家族相談士とは

どんな資格?

1984年設立の日本家族心理学会、1985年設立の日本家族カウンセリング協会が共同して開設した資格制度です。

家族関係の調整、家族の中で発生する葛藤や混乱などの問題について心理的側面から対処し、家族への心理的な支援をすることができる専門家であることを証明する資格のひとつです。

認定先

家族心理学会と日本家族カウンセリング協会が設置している家族心理士・家族相談士資格認定機構が、資格試験の実施とともに資格認定を行っています。

資格保有者数

2013年4月現在で、1,742人の家族相談士資格保有者がいます。

難易度・合格率

合格率は90%以上とされています。資格認定審査を受けるために多くの人が家族相談士養成講座を受講していることもあり、心理カウンセリング系の資格の中ではそれほど難易度が高い試験ではありません。

家族相談士の資格を活かせる職場

活動の場は非常に多く、病院や特別養護老人ホームや養護施設などの福祉施設だけではなく、保育園から大学まで各種教育機関でも高い関心が寄せられている資格です。

講演やセミナー、カウンセリングなどといった仕事があります。そのほかにも家庭裁判所の家裁調停委員、市町村の家族個別相談や電話相談などといったように、地域社会とのかかわりもあります。

家族相談士の将来性

現時点では日本ではあまり広く知られていない資格ですが、産業保健師や産業カウンセラーなどと同様に個人のメンタル、そして家族関係などに適切な助言や指導を行う家族相談士は今後の日本で必要とされ、またその役割も徐々に拡大されていくとして予測されています。

家族相談士のお給料事情

家族相談士の資格を取得したからといって、すぐに給料に反映されるところはほとんどないと言えるかもしれません。

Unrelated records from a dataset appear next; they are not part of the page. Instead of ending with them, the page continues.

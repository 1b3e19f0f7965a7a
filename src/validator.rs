//! Check validator
//!
//! For every checked edge, enumerates the backward paths ending at it, folds
//! each path's modifiers into a fresh `Flow` (earliest edge first) and
//! evaluates the check. Every failing path is reported once.

use std::fmt;

use serde::Serialize;
use tracing::{debug, info};

use crate::collections::{DeepSet, UniqueString};
use crate::flow_graph::FlowGraph;
use crate::graph::{BackwardsPath, Flow};

/// One check that did not hold along one path
#[derive(Debug, Clone, PartialEq, Eq, Serialize)]
pub struct ValidationFailure {
    /// Rendered check, e.g. `check bar is trusted`
    pub check: String,
    /// Edge labels, earliest first, e.g. `P1.foo -> P2.bar`
    pub path: String,
    /// Id of the checked edge
    pub edge_id: String,
}

impl fmt::Display for ValidationFailure {
    fn fmt(&self, f: &mut fmt::Formatter<'_>) -> fmt::Result {
        write!(f, "'{}' failed for path: {}", self.check, self.path)
    }
}

impl UniqueString for ValidationFailure {
    fn to_unique_string(&self) -> String {
        format!("{}\u{0}{}", self.check, self.path)
    }
}

#[derive(Debug, Clone, PartialEq, Eq, Serialize)]
pub struct ValidationResult {
    pub failures: Vec<ValidationFailure>,
    pub node_count: usize,
    pub edge_count: usize,
}

impl ValidationResult {
    pub fn is_valid(&self) -> bool {
        self.failures.is_empty()
    }

    pub fn failure_messages(&self) -> Vec<String> {
        self.failures.iter().map(ToString::to_string).collect()
    }
}

/// Validates every check in a graph. Never mutates the graph.
pub struct Validator<'g> {
    graph: &'g FlowGraph,
}

impl<'g> Validator<'g> {
    pub fn new(graph: &'g FlowGraph) -> Self {
        Self { graph }
    }

    pub fn validate(&self) -> ValidationResult {
        let mut failures: DeepSet<ValidationFailure> = DeepSet::new();
        let mut checks = 0usize;
        let mut paths_walked = 0usize;

        for edge in self.graph.edges() {
            let Some(check) = &edge.check else {
                continue;
            };
            checks += 1;

            let paths = self.graph.input_paths(edge.index);
            debug!(edge = %edge.edge_id, label = %edge.label, paths = paths.len(), "enumerated input paths");
            paths_walked += paths.len();

            for path in &paths {
                let flow = self.flow_along(path);
                if !flow.evaluate(&check.condition) {
                    let failure = ValidationFailure {
                        check: check.to_string(),
                        path: path.to_label_string(self.graph),
                        edge_id: edge.edge_id.clone(),
                    };
                    debug!(%failure, flow = %flow.to_unique_string(), "check failed");
                    failures.add(failure);
                }
            }
        }

        let result = ValidationResult {
            failures: failures.into_vec(),
            node_count: self.graph.node_count(),
            edge_count: self.graph.edge_count(),
        };
        info!(
            checks,
            paths = paths_walked,
            failures = result.failures.len(),
            valid = result.is_valid(),
            "validation complete"
        );
        result
    }

    /// Folds the path's modifiers into a fresh flow, earliest edge first.
    fn flow_along(&self, path: &BackwardsPath) -> Flow {
        let mut flow = Flow::new();
        for edge in path.edges_in_flow_order() {
            flow.modify(&self.graph.edge(edge).modifier);
        }
        flow
    }
}

/// Shorthand for `Validator::new(graph).validate()`
pub fn validate_graph(graph: &FlowGraph) -> ValidationResult {
    Validator::new(graph).validate()
}

#[cfg(test)]
mod tests {
    use super::*;

    fn validate(yaml: &str) -> ValidationResult {
        validate_graph(&FlowGraph::from_yaml(yaml).unwrap())
    }

    #[test]
    fn test_validate_satisfied_check() {
        let result = validate(
            r#"
particles:
  - name: P1
    connections:
      - { name: foo, direction: writes, handle: h }
    claims:
      foo: is trusted
  - name: P2
    connections:
      - { name: bar, direction: reads, handle: h }
    checks:
      bar: is trusted
"#,
        );

        assert!(result.is_valid(), "Expected valid graph: {:?}", result.failures);
        assert_eq!(result.node_count, 3);
        assert_eq!(result.edge_count, 2);
    }

    #[test]
    fn test_validate_unsatisfied_check() {
        let result = validate(
            r#"
particles:
  - name: P1
    connections:
      - { name: foo, direction: writes, handle: h }
  - name: P2
    connections:
      - { name: bar, direction: reads, handle: h }
    checks:
      bar: is trusted
"#,
        );

        assert!(!result.is_valid());
        assert_eq!(
            result.failure_messages(),
            vec!["'check bar is trusted' failed for path: P1.foo -> P2.bar"]
        );
        assert_eq!(result.failures[0].edge_id, "E1");
    }

    #[test]
    fn test_check_with_no_writers_fails_on_terminal_edge() {
        let result = validate(
            r#"
particles:
  - name: P
    connections:
      - { name: bar, direction: reads, handle: h }
    checks:
      bar: is trusted
"#,
        );

        assert_eq!(
            result.failure_messages(),
            vec!["'check bar is trusted' failed for path: P.bar"]
        );
    }

    #[test]
    fn test_graph_without_checks_is_valid() {
        let result = validate(
            r#"
particles:
  - name: P
    connections:
      - { name: foo, direction: writes, handle: h }
"#,
        );
        assert!(result.is_valid());
    }

    #[test]
    fn test_failure_unique_string_ignores_edge_id() {
        let a = ValidationFailure {
            check: "check x is t".to_string(),
            path: "A.o -> B.x".to_string(),
            edge_id: "E1".to_string(),
        };
        let b = ValidationFailure {
            edge_id: "E9".to_string(),
            ..a.clone()
        };
        assert_eq!(a.to_unique_string(), b.to_unique_string());
    }
}
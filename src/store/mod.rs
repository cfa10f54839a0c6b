//! Run persistence
//!
//! The walker only talks to a [`RunStore`]. Step records are keyed by
//! `(run_id, step_id, attempt)`; appending a record that already exists
//! upgrades a `started` record to its terminal status once and is otherwise a
//! no-op, so replays after a restart are harmless.

mod memory;
mod schema;
mod sqlite;

pub use memory::MemoryStore;
pub use sqlite::SqliteStore;

use crate::state::{ErrorRecord, RunContext, RunState, RunStatus, StepTraceEntry};
use chrono::{DateTime, Utc};
use serde::Serialize;
use serde_json::{Map, Value};
use thiserror::Error;

/// Errors from a run store
#[derive(Debug, Error)]
pub enum StoreError {
    #[error("database error: {0}")]
    Sqlite(#[from] rusqlite::Error),

    #[error("serialization error: {0}")]
    Serialization(#[from] serde_json::Error),

    #[error("run '{run_id}' not found")]
    NotFound { run_id: String },

    #[error("run '{run_id}' is {from} and cannot become {to}")]
    TerminalStatus {
        run_id: String,
        from: RunStatus,
        to: RunStatus,
    },

    #[error("run '{run_id}' has no error '{error_id}'")]
    UnknownError { run_id: String, error_id: String },

    #[error("corrupt record: {0}")]
    Corrupt(String),

    #[error("store lock poisoned")]
    Lock,
}

/// One row of a run listing
#[derive(Debug, Clone, PartialEq, Serialize)]
#[serde(rename_all = "camelCase")]
pub struct RunListing {
    pub run_id: String,
    pub graph_id: String,
    pub status: RunStatus,
    pub created_at: DateTime<Utc>,
    pub updated_at: DateTime<Utc>,
}

/// Persistence boundary between the walker and storage
pub trait RunStore: Send + Sync {
    /// Create a pending run and return its id
    fn create_run(
        &self,
        graph_id: &str,
        trigger_input: &Value,
        context: &RunContext,
    ) -> Result<String, StoreError>;

    /// Insert a step record, or upgrade a `started` record to its terminal status
    ///
    /// Rejected with [`StoreError::TerminalStatus`] once the run has finished.
    fn append_step_record(&self, run_id: &str, entry: &StepTraceEntry) -> Result<(), StoreError>;

    /// Append to the error ledger; appending the same id twice is a no-op
    ///
    /// Rejected with [`StoreError::TerminalStatus`] once the run has finished.
    fn append_error(&self, run_id: &str, record: &ErrorRecord) -> Result<(), StoreError>;

    /// Move the run to a new status; a terminal run rejects any change
    fn update_run_status(&self, run_id: &str, status: RunStatus) -> Result<(), StoreError>;

    /// Replace the stored agent state and message channel
    fn save_state(
        &self,
        run_id: &str,
        agent_state: &Map<String, Value>,
        messages: &[Value],
    ) -> Result<(), StoreError>;

    /// Mark an error as resolved
    fn resolve_error(&self, run_id: &str, error_id: &str) -> Result<(), StoreError>;

    /// Load a run with its trace, errors and recomputed metrics
    fn get_run(&self, run_id: &str) -> Result<RunState, StoreError>;

    /// Most recently created runs first
    fn list_runs(&self, limit: usize) -> Result<Vec<RunListing>, StoreError>;
}

/// Status transition check shared by the store implementations
fn check_transition(run_id: &str, from: RunStatus, to: RunStatus) -> Result<(), StoreError> {
    if from.is_terminal() && from != to {
        return Err(StoreError::TerminalStatus {
            run_id: run_id.to_string(),
            from,
            to,
        });
    }
    Ok(())
}

/// Trace and ledger writes are only accepted while a run is live
fn check_writable(run_id: &str, status: RunStatus) -> Result<(), StoreError> {
    if status.is_terminal() {
        return Err(StoreError::TerminalStatus {
            run_id: run_id.to_string(),
            from: status,
            to: RunStatus::Running,
        });
    }
    Ok(())
}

勿論、業務に関連する資格の取得に対して資格手当てや資格取得奨励手当てが出るようなところであれば、認定されれば手当てを受けることができる企業もないことはありません。

病院や福祉施設などでは難しいですが、産業保健師や産業看護師、もしくは幼稚園に勤める看護師などであれば、転職などには有利に働くこともあります。

家族相談士になるには《資格取得方法》

受験資格

家族相談士養成講座に登録し、修了認定されるか、家族心理学の領域で研究実績および臨床経験を有していれば、家族相談士の資格試験を受験することができます。

ただし、家族相談士養成講座を受講するためには、臨床心理士や日本カウンセリング学会認定カウンセラー資格など、もしくは医師や看護師、助産師などの資格を有しているか、心理学や関連領域の大学院修士課程在籍者か修了者、大卒者でカウンセリングの基礎課程修了者であること、などといった条件とともに、臨床経験カウンセリングとかかわりのある実践経験として1年が必要です。

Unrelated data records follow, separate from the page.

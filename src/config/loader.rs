//! Configuration loading with multi-layer merge

use super::{GraphDefinition, ProviderConfig};
use anyhow::{Context, Result};
use serde::{Deserialize, Serialize};
use std::collections::HashMap;
use std::path::{Path, PathBuf};

/// Top-level engine configuration
#[derive(Debug, Clone, Default, Deserialize, Serialize)]
#[serde(deny_unknown_fields)]
pub struct EngineConfig {
    /// Retry and timeout defaults for every step
    #[serde(default)]
    pub defaults: Defaults,

    /// Which snapshots go into trace entries
    #[serde(default)]
    pub capture: CaptureConfig,

    /// Run store settings
    #[serde(default)]
    pub store: StoreConfig,

    /// AI providers for ai-prompt nodes
    #[serde(default)]
    pub providers: HashMap<String, ProviderConfig>,
}

/// Global step defaults
#[derive(Debug, Clone, PartialEq, Deserialize, Serialize)]
#[serde(deny_unknown_fields)]
pub struct Defaults {
    /// Attempts per step, including the first
    #[serde(default = "default_max_attempts")]
    pub max_attempts: u32,

    /// Delay before the first retry, in milliseconds
    #[serde(default = "default_base_delay")]
    pub base_delay_ms: u64,

    /// Multiplier for exponential backoff
    #[serde(default = "default_backoff_factor")]
    pub backoff_factor: f64,

    /// Upper bound for a single retry delay, in milliseconds
    #[serde(default = "default_max_delay")]
    pub max_delay_ms: u64,

    /// Per-attempt timeout, in milliseconds
    #[serde(default = "default_timeout")]
    pub timeout_ms: u64,

    /// Add up to 25% jitter to retry delays
    #[serde(default)]
    pub jitter: bool,
}

fn default_max_attempts() -> u32 {
    3
}

fn default_base_delay() -> u64 {
    1000
}

fn default_backoff_factor() -> f64 {
    2.0
}

fn default_max_delay() -> u64 {
    30_000
}

fn default_timeout() -> u64 {
    300_000 // 5 minutes
}

impl Default for Defaults {
    fn default() -> Self {
        Self {
            max_attempts: default_max_attempts(),
            base_delay_ms: default_base_delay(),
            backoff_factor: default_backoff_factor(),
            max_delay_ms: default_max_delay(),
            timeout_ms: default_timeout(),
            jitter: false,
        }
    }
}

/// Snapshot capture for trace entries
#[derive(Debug, Clone, Copy, Default, PartialEq, Eq, Deserialize, Serialize)]
#[serde(deny_unknown_fields)]
pub struct CaptureConfig {
    /// Record rendered params on each trace entry
    #[serde(default)]
    pub inputs: bool,

    /// Record step output on each trace entry
    #[serde(default)]
    pub outputs: bool,
}

/// Run store settings
#[derive(Debug, Clone, Default, PartialEq, Deserialize, Serialize)]
#[serde(deny_unknown_fields)]
pub struct StoreConfig {
    /// SQLite database path; `~` and `$VARS` are expanded
    pub path: Option<String>,
}

impl StoreConfig {
    /// Expanded database path, if one is configured
    pub fn resolved_path(&self) -> Result<Option<PathBuf>> {
        match self.path {
            None => Ok(None),
            Some(ref raw) => {
                let expanded = shellexpand::full(raw)
                    .with_context(|| format!("expanding store path '{}'", raw))?;
                Ok(Some(PathBuf::from(expanded.as_ref())))
            }
        }
    }

    /// Default database location (~/.config/agent-flow/runs.db)
    pub fn default_path() -> Result<PathBuf> {
        let config_dir = dirs::config_dir().context("Could not determine config directory")?;
        let dir = config_dir.join("agent-flow");
        std::fs::create_dir_all(&dir)
            .with_context(|| format!("Failed to create {}", dir.display()))?;
        Ok(dir.join("runs.db"))
    }
}

impl EngineConfig {
    /// Load configuration from the standard hierarchy
    ///
    /// Load order (later overrides earlier):
    /// 1. Built-in defaults
    /// 2. ~/.config/agent-flow/config.toml
    /// 3. .agent-flow/config.toml (project)
    pub fn load(project_dir: Option<&Path>) -> Result<Self> {
        let mut config = Self::default();

        if let Some(user_config_path) = Self::user_config_path() {
            if user_config_path.exists() {
                let user_config = Self::load_file(&user_config_path)
                    .with_context(|| format!("loading {}", user_config_path.display()))?;
                config.merge(user_config);
            }
        }

        let project_config_path = project_dir
            .map(|p| p.join(".agent-flow/config.toml"))
            .unwrap_or_else(|| PathBuf::from(".agent-flow/config.toml"));

        if project_config_path.exists() {
            let project_config = Self::load_file(&project_config_path)
                .with_context(|| format!("loading {}", project_config_path.display()))?;
            config.merge(project_config);
        }

        Ok(config)
    }

    /// Load configuration from a specific file
    pub fn load_file(path: &Path) -> Result<Self> {
        let contents = std::fs::read_to_string(path)
            .with_context(|| format!("reading {}", path.display()))?;
        let config: Self =
            toml::from_str(&contents).with_context(|| format!("parsing {}", path.display()))?;
        Ok(config)
    }

    /// Get the user config path (~/.config/agent-flow/config.toml)
    pub fn user_config_path() -> Option<PathBuf> {
        dirs::config_dir().map(|p| p.join("agent-flow/config.toml"))
    }

    /// Merge another config into this one (other takes precedence)
    pub fn merge(&mut self, other: Self) {
        // Defaults are merged field by field; only non-default values win
        let builtin = Defaults::default();
        if other.defaults.max_attempts != builtin.max_attempts {
            self.defaults.max_attempts = other.defaults.max_attempts;
        }
        if other.defaults.base_delay_ms != builtin.base_delay_ms {
            self.defaults.base_delay_ms = other.defaults.base_delay_ms;
        }
        if other.defaults.backoff_factor != builtin.backoff_factor {
            self.defaults.backoff_factor = other.defaults.backoff_factor;
        }
        if other.defaults.max_delay_ms != builtin.max_delay_ms {
            self.defaults.max_delay_ms = other.defaults.max_delay_ms;
        }
        if other.defaults.timeout_ms != builtin.timeout_ms {
            self.defaults.timeout_ms = other.defaults.timeout_ms;
        }
        if other.defaults.jitter {
            self.defaults.jitter = true;
        }

        if other.capture.inputs {
            self.capture.inputs = true;
        }
        if other.capture.outputs {
            self.capture.outputs = true;
        }

        if other.store.path.is_some() {
            self.store.path = other.store.path;
        }

        // Providers: other wins for same key
        for (name, provider) in other.providers {
            self.providers.insert(name, provider);
        }
    }
}

/// Load a graph document from a JSON or TOML file, chosen by extension
///
/// The graph is parsed only; structural validation happens when the engine
/// compiles it.
pub fn load_graph(path: &Path) -> Result<GraphDefinition> {
    let contents =
        std::fs::read_to_string(path).with_context(|| format!("reading {}", path.display()))?;

    let graph: GraphDefinition = match path.extension().and_then(|e| e.to_str()) {
        Some("toml") => {
            toml::from_str(&contents).with_context(|| format!("parsing {}", path.display()))?
        }
        _ => serde_json::from_str(&contents)
            .with_context(|| format!("parsing {}", path.display()))?,
    };

    tracing::debug!(graph = %graph.id, states = graph.states.len(), "Loaded graph definition");
    Ok(graph)
}
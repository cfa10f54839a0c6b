//! minijinja-backed rendering of node input bindings

use super::errors::TemplateError;
use super::filters;
use minijinja::{Environment, UndefinedBehavior};
use regex::Regex;
use serde_json::{Map, Value};
use std::sync::LazyLock;

static ROOT_IDENT: LazyLock<Regex> = LazyLock::new(|| {
    Regex::new(r"\{[{%]-?\s*(?:if\s+|for\s+\w+\s+in\s+)?([A-Za-z_][A-Za-z0-9_]*)")
        .expect("root identifier pattern is valid")
});

/// Renders bindings against the run context
///
/// Undefined variables are errors: a binding that silently rendered as an
/// empty string would hide a broken graph until some connector choked on it.
pub struct TemplateEngine {
    env: Environment<'static>,
}

impl TemplateEngine {
    /// Create a new engine with strict undefined handling
    pub fn new() -> Self {
        let mut env = Environment::new();
        env.set_undefined_behavior(UndefinedBehavior::Strict);
        filters::register_filters(&mut env);
        Self { env }
    }

    /// Render a template string to text
    pub fn render(&self, template: &str, ctx: &Value) -> Result<String, TemplateError> {
        self.env
            .render_str(template, minijinja::Value::from_serialize(ctx))
            .map_err(|e| self.map_error(template, ctx, e))
    }

    /// Evaluate a bare expression (`steps.fetch.items`), keeping its type
    pub fn eval(&self, expr: &str, ctx: &Value) -> Result<Value, TemplateError> {
        let compiled = self
            .env
            .compile_expression(expr)
            .map_err(|e| TemplateError::render(expr, e.to_string()))?;
        let value = compiled
            .eval(minijinja::Value::from_serialize(ctx))
            .map_err(|e| self.map_error(expr, ctx, e))?;

        if value.is_undefined() {
            let wrapped = format!("{{{{ {} }}}}", expr);
            return Err(self.undefined(&wrapped, ctx));
        }

        serde_json::to_value(&value).map_err(|e| TemplateError::Conversion {
            template: expr.to_string(),
            message: e.to_string(),
        })
    }

    /// Render every string leaf of a binding object
    ///
    /// A string that is exactly one `{{ expression }}` keeps the expression's
    /// JSON type; any other templated string renders to text. Strings without
    /// template markers pass through untouched.
    pub fn render_bindings(
        &self,
        bindings: &Map<String, Value>,
        ctx: &Value,
    ) -> Result<Value, TemplateError> {
        let mut out = Map::with_capacity(bindings.len());
        for (key, value) in bindings {
            out.insert(key.clone(), self.render_value(value, ctx)?);
        }
        Ok(Value::Object(out))
    }

    fn render_value(&self, value: &Value, ctx: &Value) -> Result<Value, TemplateError> {
        match value {
            Value::String(s) => {
                if let Some(expr) = whole_expression(s) {
                    self.eval(expr, ctx)
                } else if s.contains("{{") || s.contains("{%") {
                    self.render(s, ctx).map(Value::String)
                } else {
                    Ok(value.clone())
                }
            }
            Value::Array(items) => items
                .iter()
                .map(|item| self.render_value(item, ctx))
                .collect::<Result<Vec<_>, _>>()
                .map(Value::Array),
            Value::Object(map) => self.render_bindings(map, ctx),
            _ => Ok(value.clone()),
        }
    }

    fn map_error(&self, template: &str, ctx: &Value, err: minijinja::Error) -> TemplateError {
        if err.kind() == minijinja::ErrorKind::UndefinedError {
            self.undefined(template, ctx)
        } else {
            TemplateError::render(template, err.to_string())
        }
    }

    fn undefined(&self, template: &str, ctx: &Value) -> TemplateError {
        let known: Vec<&str> = ctx
            .as_object()
            .map(|m| m.keys().map(String::as_str).collect())
            .unwrap_or_default();

        let unknown_root = ROOT_IDENT
            .captures_iter(template)
            .filter_map(|c| c.get(1).map(|m| m.as_str()))
            .find(|root| !known.contains(root));

        TemplateError::undefined(template, unknown_root, &known)
    }
}

impl Default for TemplateEngine {
    fn default() -> Self {
        Self::new()
    }
}

/// `"{{ expr }}"` -> `Some("expr")`
fn whole_expression(s: &str) -> Option<&str> {
    let inner = s.trim().strip_prefix("{{")?.strip_suffix("}}")?;
    if inner.contains("{{") || inner.contains("}}") {
        return None;
    }
    let inner = inner.trim();
    if inner.is_empty() { None } else { Some(inner) }
}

また、資格更新をせず資格を失効した場合、失効してから2年以内であれば同様に資格試験を受験することができます。

審査方法・試験内容

審査は書類審査、筆記試験、面接審査の3つから構成されています。

まず書類審査で、筆記試験や面接審査の受験可否が決められます。試験内容は、養成講座で受講した内容がメインであり、筆記試験では主に人間発達研究や夫婦・家族研究、夫婦・家族療法、倫理・法律の分野から出題され、面接審査では主に調査・研究法や臨床実績、スーパーヴィジョンの分野から出題される傾向にあります。

受験日程

申請書類を11月中に請求し、12月上旬までに提出し、書類審査が12月に行われ、受験が認められれば筆記審査を翌年の2月初旬の日曜日に、面接審査が3月初旬の日曜日に行われます。なお、養成講座は5月から11月の土曜または日曜に開催されます。

費用・会場

申請書類請求費として1,000円、資格審査料として20,000円、認定登録料として30,000円必要です。希望者には、公開問題集を500円で送付しています。なお、家族相談士養成講座を受ける場合は受講料として157,500円が必要であり、別途参考資料代も必要です。

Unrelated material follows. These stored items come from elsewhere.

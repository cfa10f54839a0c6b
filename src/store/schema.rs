//! Database schema for run persistence

use rusqlite::Connection;

/// Initialize the database schema
pub fn init_schema(conn: &Connection) -> Result<(), rusqlite::Error> {
    conn.execute_batch(
        r#"
        CREATE TABLE IF NOT EXISTS runs (
            id TEXT PRIMARY KEY,
            graph_id TEXT NOT NULL,
            status TEXT NOT NULL DEFAULT 'pending',
            input TEXT NOT NULL,
            workspace_id TEXT,
            user_id TEXT,
            agent_state TEXT NOT NULL DEFAULT '{}',
            messages TEXT NOT NULL DEFAULT '[]',
            created_at TEXT NOT NULL,
            updated_at TEXT NOT NULL
        );

        CREATE INDEX IF NOT EXISTS idx_runs_graph ON runs(graph_id);
        CREATE INDEX IF NOT EXISTS idx_runs_created ON runs(created_at);

        CREATE TABLE IF NOT EXISTS step_records (
            seq INTEGER PRIMARY KEY AUTOINCREMENT,
            run_id TEXT NOT NULL,
            step_id TEXT NOT NULL,
            attempt INTEGER NOT NULL,
            step_name TEXT NOT NULL,
            node_type TEXT NOT NULL,
            parent_step_id TEXT,
            iteration INTEGER,
            status TEXT NOT NULL,
            start_time TEXT NOT NULL,
            end_time TEXT,
            duration_ms INTEGER,
            input TEXT,
            output TEXT,
            error TEXT,
            UNIQUE(run_id, step_id, attempt),
            FOREIGN KEY(run_id) REFERENCES runs(id)
        );

        CREATE INDEX IF NOT EXISTS idx_step_records_run ON step_records(run_id);

        CREATE TABLE IF NOT EXISTS errors (
            id TEXT PRIMARY KEY,
            run_id TEXT NOT NULL,
            step_id TEXT NOT NULL,
            attempt INTEGER NOT NULL,
            timestamp TEXT NOT NULL,
            message TEXT NOT NULL,
            code TEXT NOT NULL,
            stack TEXT,
            context TEXT NOT NULL,
            resolved INTEGER NOT NULL DEFAULT 0,
            FOREIGN KEY(run_id) REFERENCES runs(id)
        );

        CREATE INDEX IF NOT EXISTS idx_errors_run ON errors(run_id);
        CREATE INDEX IF NOT EXISTS idx_errors_step ON errors(run_id, step_id);
        "#,
    )
}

資格認定審査会場は東京、大阪、仙台の3会場であり養成講座も同様に東京、大阪、仙台の3会場で開催されます。

・問い合わせ先

問い合わせ先は東京都文京区にある家族心理士・家族相談士資格認定機構事務局で、電話番号は03-3815-2680、FAX番号は03-5840-7013です。なお、事務局は毎週月水木の10時~16時のみ開いており、それ以外はFAXでの問い合わせとなっています。